▶ WORK ITEM
Print the full listing below exactly, keeping every character as it stands.

▶ AVAILABLE DATA
-- Opening Marker --
//! Plain-text rendering for the terminal.

use cricket_core::engine::describe_outcome;
use cricket_core::{MatchState, PlayerStats, ScoreSummary, Scorecard};

pub fn render_summary(summary: &ScoreSummary) -> String {
    let mut line = format!(
        "{} {}/{} ({} ov, RR {:.2})",
        summary.batting_team, summary.runs, summary.wickets, summary.overs, summary.run_rate
    );
    if let Some(target) = summary.target {
        let needed = target.saturating_sub(summary.runs);
        line.push_str(&format!(" | target {}, need {}", target, needed));
    }
    line
}

/// Current batters and bowler, or the prompt for the next over.
pub fn render_crease(state: &MatchState) -> String {
    if state.is_completed() {
        return match state.result() {
            Some(outcome) => format!("Match completed: {}", describe_outcome(&outcome)),
            None => "Match completed".to_string(),
        };
    }
    if !state.over_in_progress() {
        return "Over not started: select striker, non-striker and bowler".to_string();
    }
    let name = |p: Option<&cricket_core::PlayerId>| {
        p.map(|p| p.as_str().to_string()).unwrap_or_else(|| "-".to_string())
    };
    format!(
        "{}* & {} | bowling: {}",
        name(state.striker()),
        name(state.non_striker()),
        name(state.current_bowler())
    )
}

pub fn render_scorecard(card: &Scorecard) -> Vec<String> {
    let mut lines = vec![card.title.clone()];
    for innings in &card.innings {
        lines.push(String::new());
        lines.push(format!(
            "Innings {}: {} {} ({} ov)",
            innings.innings_number, innings.batting_team, innings.total, innings.overs
        ));
        lines.push(format!("{:<20} {:>4} {:>4} {:>3} {:>3} {:>7}", "Batter", "R", "B", "4s", "6s", "SR"));
        for row in &innings.batting {
            lines.push(format!(
                "{:<20} {:>4} {:>4} {:>3} {:>3} {:>7.2}  {}",
                row.player.as_str(),
                row.runs,
                row.balls,
                row.fours,
                row.sixes,
                row.strike_rate,
                row.how_out
            ));
        }
        lines.push(format!("{:<20} {:>5} {:>4} {:>3} {:>6}", "Bowler", "O", "R", "W", "Econ"));
        for row in &innings.bowling {
            lines.push(format!(
                "{:<20} {:>5} {:>4} {:>3} {:>6.2}",
                row.player.as_str(),
                row.overs,
                row.runs,
                row.wickets,
                row.economy
            ));
        }
    }
    lines
}

pub fn render_player_stats(stats: &PlayerStats) -> Vec<String> {
    let mut lines = vec![stats.player.to_string()];
    if let Some(bat) = &stats.batting {
        let status = bat.dismissal.as_deref().unwrap_or("not out");
        lines.push(format!(
            "  Batting: {} ({}) 4s:{} 6s:{} SR {:.2}, {}",
            bat.runs,
            bat.balls_faced,
            bat.fours,
            bat.sixes,
            bat.strike_rate(),
            status
        ));
    }
    if let Some(bowl) = &stats.bowling {
        lines.push(format!(
            "  Bowling: {}-{}-{} Econ {:.2}",
            bowl.overs_display(),
            bowl.runs_conceded,
            bowl.wickets,
            bowl.economy()
        ));
    }
    lines
}

#[cfg(test)]
mod tests {
    use super::*;
    use cricket_core::{BallOutcome, MatchSetup, PlayerId};

    fn pid(name: &str) -> PlayerId {
        PlayerId::new(name).unwrap()
    }

    fn started() -> MatchState {
        let setup = MatchSetup::new(
            "Report test",
            1,
            vec!["A1".into(), "A2".into(), "A3".into()],
            vec!["B1".into(), "B2".into()],
        );
        let mut state = cricket_core::create_match(&setup).unwrap();
        state.select_over(&pid("A1"), &pid("A2"), &pid("B1")).unwrap();
        state
    }

    #[test]
    fn test_render_summary_and_crease() {
        let mut state = started();
        state.record_ball(BallOutcome::runs(1)).unwrap();

        assert_eq!(render_summary(&state.score_summary()), "Team A 1/0 (0.1 ov, RR 6.00)");
        assert_eq!(render_crease(&state), "A2* & A1 | bowling: B1");
    }

    #[test]
    fn test_render_summary_with_target() {
        let mut state = started();
        state.record_ball(BallOutcome::runs(6)).unwrap();
        state.force_end_innings().unwrap();

        let line = render_summary(&state.score_summary());
        assert!(line.ends_with("target 7, need 7"), "{line}");
        assert!(render_crease(&state).starts_with("Over not started"));
    }

    #[test]
    fn test_render_scorecard_and_stats() {
        let mut state = started();
        state.record_ball(BallOutcome::runs(4)).unwrap();
        state.record_ball(BallOutcome::wicket("Bowled")).unwrap();

        let lines = render_scorecard(&state.scorecard());
        assert_eq!(lines[0], "Report test");
        assert!(lines.iter().any(|l| l.starts_with("Innings 1: Team A 4/1 (0.2 ov)")));
        assert!(lines.iter().any(|l| l.starts_with("A1") && l.ends_with("Bowled")));

        let stats = render_player_stats(&state.get_stats(&pid("B1")).unwrap());
        assert_eq!(stats[1], "  Bowling: 0.2-4-1 Econ 12.00");
    }
}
-- Closing Marker --
▶ SOLUTION TO THE PROBLEM
//! Plain-text rendering for the terminal.

use cricket_core::engine::describe_outcome;
use cricket_core::{MatchState, PlayerStats, ScoreSummary, Scorecard};

pub fn render_summary(summary: &ScoreSummary) -> String {
    let mut line = format!(
        "{} {}/{} ({} ov, RR {:.2})",
        summary.batting_team, summary.runs, summary.wickets, summary.overs, summary.run_rate
    );
    if let Some(target) = summary.target {
        let needed = target.saturating_sub(summary.runs);
        line.push_str(&format!(" | target {}, need {}", target, needed));
    }
    line
}

/// Current batters and bowler, or the prompt for the next over.
pub fn render_crease(state: &MatchState) -> String {
    if state.is_completed() {
        return match state.result() {
            Some(outcome) => format!("Match completed: {}", describe_outcome(&outcome)),
            None => "Match completed".to_string(),
        };
    }
    if !state.over_in_progress() {
        return "Over not started: select striker, non-striker and bowler".to_string();
    }
    let name = |p: Option<&cricket_core::PlayerId>| {
        p.map(|p| p.as_str().to_string()).unwrap_or_else(|| "-".to_string())
    };
    format!(
        "{}* & {} | bowling: {}",
        name(state.striker()),
        name(state.non_striker()),
        name(state.current_bowler())
    )
}

pub fn render_scorecard(card: &Scorecard) -> Vec<String> {
    let mut lines = vec![card.title.clone()];
    for innings in &card.innings {
        lines.push(String::new());
        lines.push(format!(
            "Innings {}: {} {} ({} ov)",
            innings.innings_number, innings.batting_team, innings.total, innings.overs
        ));
        lines.push(format!("{:<20} {:>4} {:>4} {:>3} {:>3} {:>7}", "Batter", "R", "B", "4s", "6s", "SR"));
        for row in &innings.batting {
            lines.push(format!(
                "{:<20} {:>4} {:>4} {:>3} {:>3} {:>7.2}  {}",
                row.player.as_str(),
                row.runs,
                row.balls,
                row.fours,
                row.sixes,
                row.strike_rate,
                row.how_out
            ));
        }
        lines.push(format!("{:<20} {:>5} {:>4} {:>3} {:>6}", "Bowler", "O", "R", "W", "Econ"));
        for row in &innings.bowling {
            lines.push(format!(
                "{:<20} {:>5} {:>4} {:>3} {:>6.2}",
                row.player.as_str(),
                row.overs,
                row.runs,
                row.wickets,
                row.economy
            ));
        }
    }
    lines
}

pub fn render_player_stats(stats: &PlayerStats) -> Vec<String> {
    let mut lines = vec![stats.player.to_string()];
    if let Some(bat) = &stats.batting {
        let status = bat.dismissal.as_deref().unwrap_or("not out");
        lines.push(format!(
            "  Batting: {} ({}) 4s:{} 6s:{} SR {:.2}, {}",
            bat.runs,
            bat.balls_faced,
            bat.fours,
            bat.sixes,
            bat.strike_rate(),
            status
        ));
    }
    if let Some(bowl) = &stats.bowling {
        lines.push(format!(
            "  Bowling: {}-{}-{} Econ {:.2}",
            bowl.overs_display(),
            bowl.runs_conceded,
            bowl.wickets,
            bowl.economy()
        ));
    }
    lines
}

#[cfg(test)]
mod tests {
    use super::*;
    use cricket_core::{BallOutcome, MatchSetup, PlayerId};

    fn pid(name: &str) -> PlayerId {
        PlayerId::new(name).unwrap()
    }

    fn started() -> MatchState {
        let setup = MatchSetup::new(
            "Report test",
            1,
            vec!["A1".into(), "A2".into(), "A3".into()],
            vec!["B1".into(), "B2".into()],
        );
        let mut state = cricket_core::create_match(&setup).unwrap();
        state.select_over(&pid("A1"), &pid("A2"), &pid("B1")).unwrap();
        state
    }

    #[test]
    fn test_render_summary_and_crease() {
        let mut state = started();
        state.record_ball(BallOutcome::runs(1)).unwrap();

        assert_eq!(render_summary(&state.score_summary()), "Team A 1/0 (0.1 ov, RR 6.00)");
        assert_eq!(render_crease(&state), "A2* & A1 | bowling: B1");
    }

    #[test]
    fn test_render_summary_with_target() {
        let mut state = started();
        state.record_ball(BallOutcome::runs(6)).unwrap();
        state.force_end_innings().unwrap();

        let line = render_summary(&state.score_summary());
        assert!(line.ends_with("target 7, need 7"), "{line}");
        assert!(render_crease(&state).starts_with("Over not started"));
    }

    #[test]
    fn test_render_scorecard_and_stats() {
        let mut state = started();
        state.record_ball(BallOutcome::runs(4)).unwrap();
        state.record_ball(BallOutcome::wicket("Bowled")).unwrap();

        let lines = render_scorecard(&state.scorecard());
        assert_eq!(lines[0], "Report test");
        assert!(lines.iter().any(|l| l.starts_with("Innings 1: Team A 4/1 (0.2 ov)")));
        assert!(lines.iter().any(|l| l.starts_with("A1") && l.ends_with("Bowled")));

        let stats = render_player_stats(&state.get_stats(&pid("B1")).unwrap());
        assert_eq!(stats[1], "  Bowling: 0.2-4-1 Econ 12.00");
    }
}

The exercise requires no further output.